The text is an amalgam based upon the first printing in Burton’s Gentleman’s Magazine of August, 1839. Additions indicated by color.
Poe’s note to the printer positions this tale in the second slot for Phantasy-Pieces, coming only after “The Murders in the Rue Morgue” .
Why?
Quinn, Arthur Hobson. Edgar Allan Poe: A Critical Biography. Foreword Shawn Rosenheim. Baltimore and London: The Johns Hopkins UP, 1998, 338-9:
Undiscouraged by his failure to secure a publisher for his Phantasy Pieces, Poe attempted to issue his tales in pamphlet form.

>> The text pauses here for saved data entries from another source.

//! Error types for spatial index construction.

use thiserror::Error;

/// Errors that can occur while building a spatial index.
///
/// A failed build leaves no entry behind in [`crate::IndexCache`]; a later
/// request simply tries again.
#[derive(Error, Debug, Clone, PartialEq)]
pub enum IndexBuildError {
    /// The lookup table would exceed the configured point budget.
    #[error("lookup table of {points} points exceeds the limit of {limit}")]
    TooLarge { points: usize, limit: usize },

    /// Cell indexes are stored as `u32`.
    #[error("grid has {cells} cells, more than a 32-bit cell index can address")]
    GridTooLarge { cells: usize },

    /// Missing or invalid build parameters.
    #[error("invalid index configuration: {0}")]
    InvalidConfig(String),
}

impl IndexBuildError {
    /// Create an InvalidConfig error.
    pub fn invalid_config(msg: impl Into<String>) -> Self {
        Self::InvalidConfig(msg.into())
    }
}

/// Result type for index construction.
pub type Result<T> = std::result::Result<T, IndexBuildError>;
//! Raw node coordinates of a 2-D grid and their identity.

use std::collections::hash_map::DefaultHasher;
use std::hash::{Hash, Hasher};

use crate::error::{GeometryError, Result};
use crate::longitude::constrain_lon_180;

/// Validated longitude/latitude arrays of an `ni` × `nj` grid, i fastest.
///
/// Two values are equal when their shapes match and every coordinate is
/// bitwise identical. A fingerprint of the arrays is computed once so that
/// hashing a large grid is O(1).
#[derive(Debug, Clone)]
pub struct GridCoordinates {
    ni: usize,
    nj: usize,
    lon: Vec<f64>,
    lat: Vec<f64>,
    fingerprint: u64,
}

impl GridCoordinates {
    /// Validate and wrap node coordinates.
    ///
    /// Longitudes are normalized into [-180, 180).
    pub fn new(ni: usize, nj: usize, mut lon: Vec<f64>, lat: Vec<f64>) -> Result<Self> {
        if ni < 2 || nj < 2 {
            return Err(GeometryError::degenerate(ni, nj));
        }
        let expected = ni * nj;
        if lon.len() != expected {
            return Err(GeometryError::ShapeMismatch {
                axis: "longitude",
                expected,
                actual: lon.len(),
            });
        }
        if lat.len() != expected {
            return Err(GeometryError::ShapeMismatch {
                axis: "latitude",
                expected,
                actual: lat.len(),
            });
        }

        for (index, (x, y)) in lon.iter_mut().zip(&lat).enumerate() {
            let (i, j) = (index % ni, index / ni);
            if !x.is_finite() || !y.is_finite() {
                return Err(GeometryError::NonFinite { i, j });
            }
            if y.abs() > 90.0 {
                return Err(GeometryError::LatitudeOutOfRange { i, j, lat: *y });
            }
            *x = constrain_lon_180(*x);
        }

        let fingerprint = fingerprint(ni, nj, &lon, &lat);
        Ok(Self {
            ni,
            nj,
            lon,
            lat,
            fingerprint,
        })
    }

    /// Number of nodes along the fastest-varying axis.
    pub fn ni(&self) -> usize {
        self.ni
    }

    /// Number of nodes along the slow axis.
    pub fn nj(&self) -> usize {
        self.nj
    }

    /// Total number of nodes.
    pub fn len(&self) -> usize {
        self.ni * self.nj
    }

    /// Always false: construction rejects grids smaller than 2x2.
    pub fn is_empty(&self) -> bool {
        false
    }

    /// Node coordinates `(lon, lat)` at `(i, j)`.
    ///
    /// # Panics
    /// Panics if `(i, j)` is outside the grid.
    pub fn node(&self, i: usize, j: usize) -> (f64, f64) {
        let index = j * self.ni + i;
        (self.lon[index], self.lat[index])
    }

    /// All longitudes, i fastest.
    pub fn lons(&self) -> &[f64] {
        &self.lon
    }

    /// All latitudes, i fastest.
    pub fn lats(&self) -> &[f64] {
        &self.lat
    }

    /// Precomputed hash of shape and coordinate bits.
    pub fn fingerprint(&self) -> u64 {
        self.fingerprint
    }
}

fn fingerprint(ni: usize, nj: usize, lon: &[f64], lat: &[f64]) -> u64 {
    let mut hasher = DefaultHasher::new();
    ni.hash(&mut hasher);
    nj.hash(&mut hasher);
    for v in lon.iter().chain(lat) {
        v.to_bits().hash(&mut hasher);
    }
    hasher.finish()
}

fn bitwise_eq(a: &[f64], b: &[f64]) -> bool {
    a.len() == b.len() && a.iter().zip(b).all(|(x, y)| x.to_bits() == y.to_bits())
}

impl PartialEq for GridCoordinates {
    fn eq(&self, other: &Self) -> bool {
        self.ni == other.ni
            && self.nj == other.nj
            && self.fingerprint == other.fingerprint
            && bitwise_eq(&self.lon, &other.lon)
            && bitwise_eq(&self.lat, &other.lat)
    }
}

impl Eq for GridCoordinates {}

impl Hash for GridCoordinates {
    fn hash<H: Hasher>(&self, state: &mut H) {
        self.fingerprint.hash(state);
    }
}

William H. Graham, a Philadelphia publisher, printed in 1843 The Prose Romances of Edgar A. Poe, in what was hopefully described on the title page as a “Uniform Serial Edition.” “No. 1” contained “The Murders in the Rue Morgue” and “The Man That Was Used Up.” These were the two stories which had led the Table of Contents in the Phantasy Pieces, and if the first issue had been successful, Poe would probably have proceeded in that order to continue the publication of his stories. But no further issues appeared, and the pamphlet has become one of the rarest of all Poe’s publications. The volume in the Library of Congress, which Poe gave to Francis J. Grund, the Bohemian traveller and writer upon American life, is insured for $50,000. On the same title-page on which his autograph has enhanced the present value, there is clearly printed — “Price 12½ Cents.”